Determine how many lines in the entries below contain the word "before". The reply is that number alone.

(Source records Opens)

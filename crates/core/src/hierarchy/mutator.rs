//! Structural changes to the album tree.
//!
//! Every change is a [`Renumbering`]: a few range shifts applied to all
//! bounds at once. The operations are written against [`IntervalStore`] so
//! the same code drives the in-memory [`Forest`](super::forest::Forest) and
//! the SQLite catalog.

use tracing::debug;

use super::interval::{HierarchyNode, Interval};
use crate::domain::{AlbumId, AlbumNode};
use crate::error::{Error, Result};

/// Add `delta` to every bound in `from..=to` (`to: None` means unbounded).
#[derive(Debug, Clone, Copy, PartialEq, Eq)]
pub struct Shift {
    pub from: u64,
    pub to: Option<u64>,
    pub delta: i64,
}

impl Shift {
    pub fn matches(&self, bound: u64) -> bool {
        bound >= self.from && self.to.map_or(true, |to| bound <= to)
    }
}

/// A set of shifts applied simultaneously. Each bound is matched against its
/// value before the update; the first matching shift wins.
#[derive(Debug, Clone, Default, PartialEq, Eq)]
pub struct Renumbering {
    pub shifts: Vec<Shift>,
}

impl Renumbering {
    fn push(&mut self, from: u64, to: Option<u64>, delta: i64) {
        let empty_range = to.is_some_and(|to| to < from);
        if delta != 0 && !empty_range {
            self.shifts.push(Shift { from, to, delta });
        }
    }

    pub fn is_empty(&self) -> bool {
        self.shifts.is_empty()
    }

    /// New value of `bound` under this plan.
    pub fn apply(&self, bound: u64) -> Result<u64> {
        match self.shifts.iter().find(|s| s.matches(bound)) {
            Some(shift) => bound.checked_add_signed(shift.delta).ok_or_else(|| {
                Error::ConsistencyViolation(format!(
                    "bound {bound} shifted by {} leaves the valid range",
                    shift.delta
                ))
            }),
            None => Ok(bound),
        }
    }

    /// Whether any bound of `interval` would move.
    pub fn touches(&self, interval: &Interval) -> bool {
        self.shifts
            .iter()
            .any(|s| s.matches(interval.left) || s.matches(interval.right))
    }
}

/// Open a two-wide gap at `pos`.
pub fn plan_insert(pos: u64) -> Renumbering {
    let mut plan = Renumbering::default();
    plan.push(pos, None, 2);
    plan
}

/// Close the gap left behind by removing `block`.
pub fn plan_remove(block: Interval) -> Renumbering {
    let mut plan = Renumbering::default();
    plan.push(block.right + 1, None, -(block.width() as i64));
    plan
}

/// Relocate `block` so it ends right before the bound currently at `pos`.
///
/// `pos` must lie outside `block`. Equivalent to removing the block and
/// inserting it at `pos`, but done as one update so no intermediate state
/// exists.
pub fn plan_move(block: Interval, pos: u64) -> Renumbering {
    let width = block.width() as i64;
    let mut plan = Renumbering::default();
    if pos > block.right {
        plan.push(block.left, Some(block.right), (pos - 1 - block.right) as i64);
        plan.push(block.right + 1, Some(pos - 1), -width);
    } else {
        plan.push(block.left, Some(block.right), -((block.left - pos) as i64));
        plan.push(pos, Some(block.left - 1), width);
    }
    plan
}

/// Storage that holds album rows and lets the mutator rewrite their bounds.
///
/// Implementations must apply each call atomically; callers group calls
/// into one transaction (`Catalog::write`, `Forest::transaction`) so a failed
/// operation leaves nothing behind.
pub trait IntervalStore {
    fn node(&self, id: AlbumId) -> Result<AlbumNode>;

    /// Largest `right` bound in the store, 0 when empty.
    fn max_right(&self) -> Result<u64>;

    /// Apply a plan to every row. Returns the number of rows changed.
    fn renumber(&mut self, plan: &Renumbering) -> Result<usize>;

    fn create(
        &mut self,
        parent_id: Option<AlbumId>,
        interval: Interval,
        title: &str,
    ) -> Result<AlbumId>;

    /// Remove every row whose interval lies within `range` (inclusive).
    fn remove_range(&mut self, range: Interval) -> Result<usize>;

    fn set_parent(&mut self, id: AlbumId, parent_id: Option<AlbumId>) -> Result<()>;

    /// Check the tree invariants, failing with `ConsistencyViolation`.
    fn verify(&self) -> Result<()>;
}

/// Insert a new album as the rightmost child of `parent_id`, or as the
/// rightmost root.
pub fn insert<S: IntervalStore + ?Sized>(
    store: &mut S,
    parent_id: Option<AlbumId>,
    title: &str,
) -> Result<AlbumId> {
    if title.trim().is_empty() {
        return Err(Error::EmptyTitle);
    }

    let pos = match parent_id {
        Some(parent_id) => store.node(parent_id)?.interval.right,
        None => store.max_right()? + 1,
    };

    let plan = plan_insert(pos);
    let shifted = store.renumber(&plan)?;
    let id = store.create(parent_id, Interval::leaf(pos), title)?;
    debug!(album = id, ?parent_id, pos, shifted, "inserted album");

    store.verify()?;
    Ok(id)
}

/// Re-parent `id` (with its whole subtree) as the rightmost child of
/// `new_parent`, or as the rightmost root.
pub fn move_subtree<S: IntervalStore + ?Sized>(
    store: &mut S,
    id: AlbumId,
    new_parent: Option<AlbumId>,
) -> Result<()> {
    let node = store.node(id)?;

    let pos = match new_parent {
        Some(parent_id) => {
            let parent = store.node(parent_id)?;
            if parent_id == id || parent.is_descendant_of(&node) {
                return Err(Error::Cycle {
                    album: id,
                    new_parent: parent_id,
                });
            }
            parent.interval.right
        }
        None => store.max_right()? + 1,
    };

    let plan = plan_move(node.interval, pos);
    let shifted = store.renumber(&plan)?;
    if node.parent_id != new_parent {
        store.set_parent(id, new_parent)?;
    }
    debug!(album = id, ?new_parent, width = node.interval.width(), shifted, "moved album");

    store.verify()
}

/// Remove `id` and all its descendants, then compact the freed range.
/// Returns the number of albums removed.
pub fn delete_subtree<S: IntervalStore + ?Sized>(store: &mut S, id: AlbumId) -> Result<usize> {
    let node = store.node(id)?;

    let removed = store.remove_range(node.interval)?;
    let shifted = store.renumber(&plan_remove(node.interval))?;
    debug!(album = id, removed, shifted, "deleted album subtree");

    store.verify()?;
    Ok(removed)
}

(Source records Closes)

*Solution for this task*. 2